Why the Jesse Tree Still Resonates
The Jesse Tree doesn't compete with your regular Christmas tree. It occupies a different category entirely. Where a Christmas tree is decorative, a Jesse Tree is narrative. It exists to tell a specific story in a specific order.
That structure is part of its appeal. In a season overloaded with events, the Jesse Tree imposes a daily rhythm that's simple and repeatable. One ornament. One reading. One conversation. It takes ten minutes, and it builds on itself. By mid-December, children can retell the earlier stories from memory, pointing to the ornaments as prompts.
The tradition also bridges denominational lines in ways that many Advent practices don't. Catholics, Protestants, and Orthodox Christians all use Jesse Trees, though their reading plans and emphasis may differ. The underlying structure, tracing Christ's lineage through the Old Testament, is common ground.
Museum of the Bible in Washington, D.C., has featured the Jesse Tree as an example of how biblical narrative was communicated through visual art across centuries. The through-line from a 12th-century stained glass window at Chartres to a felt ornament on a branch in someone's living room is remarkably direct. The medium changed. The story didn't.
Frequently Asked Questions
What is a Jesse Tree in simple terms?
A Jesse Tree is a small tree or branch decorated with ornaments during Advent, where each ornament represents a Bible story leading to the birth of Jesus. Named after Jesse, the father of King David, it traces Christ's ancestry through daily Scripture readings and symbols from December 1st through Christmas Eve.
How many ornaments does a Jesse Tree have?
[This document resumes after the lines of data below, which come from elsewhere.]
#[async_trait]
impl BillingStore for PgStore {
    async fn save_billings(&self, billings: &[Billing]) -> StoreResult<()> {
        let booking_ids: Vec<Uuid> = billings.iter().flat_map(|b| b.booking_ids()).collect();
        let mut tx = self.pool.begin().await?;

        let already = sqlx::query_scalar::<_, Uuid>(
            "SELECT booking_id FROM billing_items WHERE booking_id = ANY($1) FOR UPDATE",
        )
        .bind(&booking_ids)
        .fetch_all(&mut *tx)
        .await?;
        if !already.is_empty() {
            return Err(StoreError::AlreadyBilled(already));
        }

        for billing in billings {
            sqlx::query(
                r#"
                INSERT INTO billings
                    (id, provider_id, provider_name, period_start, period_end, total_amount, created_at)
                VALUES ($1, $2, $3, $4, $5, $6, $7)
                "#,
            )
            .bind(billing.id)
            .bind(billing.provider_id)
            .bind(&billing.provider_name)
            .bind(billing.period_start)
            .bind(billing.period_end)
            .bind(billing.total_amount)
            .bind(billing.created_at)
            .execute(&mut *tx)
            .await?;

            for (position, item) in billing.items.iter().enumerate() {
                let inserted = sqlx::query(
                    r#"
                    INSERT INTO billing_items (
                        id, billing_id, position, booking_id, room_price_id,
                        start_time, end_time, duration_minutes, resting_minutes,
                        client_alias, room_name, room_rate,
                        subtotal_room, subtotal_upgrades, total_amount
                    )
                    VALUES ($1, $2, $3, $4, $5, $6, $7, $8, $9, $10, $11, $12, $13, $14, $15)
                    "#,
                )
                .bind(item.id)
                .bind(billing.id)
                .bind(position as i32)
                .bind(item.booking_id)
                .bind(item.room_price_id)
                .bind(item.start_time)
                .bind(item.end_time)
                .bind(item.duration_minutes)
                .bind(item.resting_minutes)
                .bind(&item.client_alias)
                .bind(&item.room_name)
                .bind(item.room_rate)
                .bind(item.subtotal_room)
                .bind(item.subtotal_upgrades)
                .bind(item.total_amount)
                .execute(&mut *tx)
                .await;

                match inserted {
                    Ok(_) => {}
                    // Lost a race with a concurrent batch. Report every booking of
                    // this batch the winner billed, not just the one that clashed.
                    Err(sqlx::Error::Database(ref db_err)) if db_err.is_unique_violation() => {
                        tx.rollback().await?;
                        let mut billed = self.billed_booking_ids(&booking_ids).await?;
                        if billed.is_empty() {
                            billed.push(item.booking_id);
                        }
                        return Err(StoreError::AlreadyBilled(billed));
                    }
                    Err(e) => return Err(e.into()),
                }

                for (line, upgrade) in item.upgrades.iter().enumerate() {
                    sqlx::query(
                        r#"
                        INSERT INTO billing_item_upgrades (
                            id, billing_item_id, position, upgrade_id, upgrade_price_id,
                            upgrade_name, quantity, unit_rate, total_amount
                        )
                        VALUES ($1, $2, $3, $4, $5, $6, $7, $8, $9)
                        "#,
                    )
                    .bind(upgrade.id)
                    .bind(item.id)
                    .bind(line as i32)
                    .bind(upgrade.upgrade_id)
                    .bind(upgrade.upgrade_price_id)
                    .bind(&upgrade.upgrade_name)
                    .bind(upgrade.quantity)
                    .bind(upgrade.unit_rate)
                    .bind(upgrade.total_amount)
                    .execute(&mut *tx)
                    .await?;
                }
            }
        }

        tx.commit().await?;
        Ok(())
    }

    async fn find_billing(&self, billing_id: Uuid) -> StoreResult<Option<Billing>> {
        let rows = sqlx::query_as::<_, BillingRow>(
            r#"
            SELECT id, provider_id, provider_name, period_start, period_end, total_amount, created_at
            FROM billings
            WHERE id = $1
            "#,
        )
        .bind(billing_id)
        .fetch_all(&self.pool)
        .await?;

        Ok(self.hydrate_billings(rows).await?.into_iter().next())
    }

    async fn list_billings(&self) -> StoreResult<Vec<Billing>> {
        let rows = sqlx::query_as::<_, BillingRow>(
            r#"
            SELECT id, provider_id, provider_name, period_start, period_end, total_amount, created_at
            FROM billings
            ORDER BY created_at DESC, id
            "#,
        )
        .fetch_all(&self.pool)
        .await?;

        self.hydrate_billings(rows).await
    }

    async fn list_billings_for_provider(&self, provider_id: Uuid) -> StoreResult<Vec<Billing>> {
        let rows = sqlx::query_as::<_, BillingRow>(
            r#"
            SELECT id, provider_id, provider_name, period_start, period_end, total_amount, created_at
            FROM billings
            WHERE provider_id = $1
            ORDER BY created_at DESC, id
            "#,
        )
        .bind(provider_id)
        .fetch_all(&self.pool)
        .await?;

        self.hydrate_billings(rows).await
    }
}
Most Jesse Tree sets include 25 ornaments, one for each day from December 1st through December 25th. Some Catholic versions use 28 ornaments to cover the longest possible Advent season. The exact number depends on the reading plan you follow, but 25 is the most common.
What is the biblical basis for the Jesse Tree?
The Jesse Tree is rooted in Isaiah 11:1, which prophesies that "a shoot shall come out from the stump of Jesse, and a branch shall grow out of his roots." Jesse was King David's father, and Jesus is identified in the New Testament as a descendant of David's royal line. The tree visually represents this genealogy.
What are the most common Jesse Tree symbols?
Common symbols include a globe for Creation, an apple for the Fall, an ark for Noah, stars for Abraham, a ram for Isaac, a ladder for Jacob, stone tablets for Moses, a crown for David, a flower or root for Isaiah's prophecy, a shell for John the Baptist, a lily for Mary, and a manger for the Nativity.
Is the Jesse Tree only a Catholic tradition?
No. While the Jesse Tree has deep roots in Catholic art and liturgy dating back to medieval cathedrals, it is used across Christian denominations today. Protestant churches, particularly Lutheran, Anglican, and Reformed traditions, have adopted and adapted the practice. The reading plans and ornament selections may vary, but the core concept crosses denominational boundaries.
How do you make a Jesse Tree at home?
You need a tree structure (a branch in a vase, a small tabletop tree, or a felt tree on a wall), 25 ornaments representing biblical figures and events, and a reading plan with daily Scripture passages. Ornaments can be printed from free online templates, handmade from felt or clay, or purchased. Many families start simple and add handmade ornaments each year.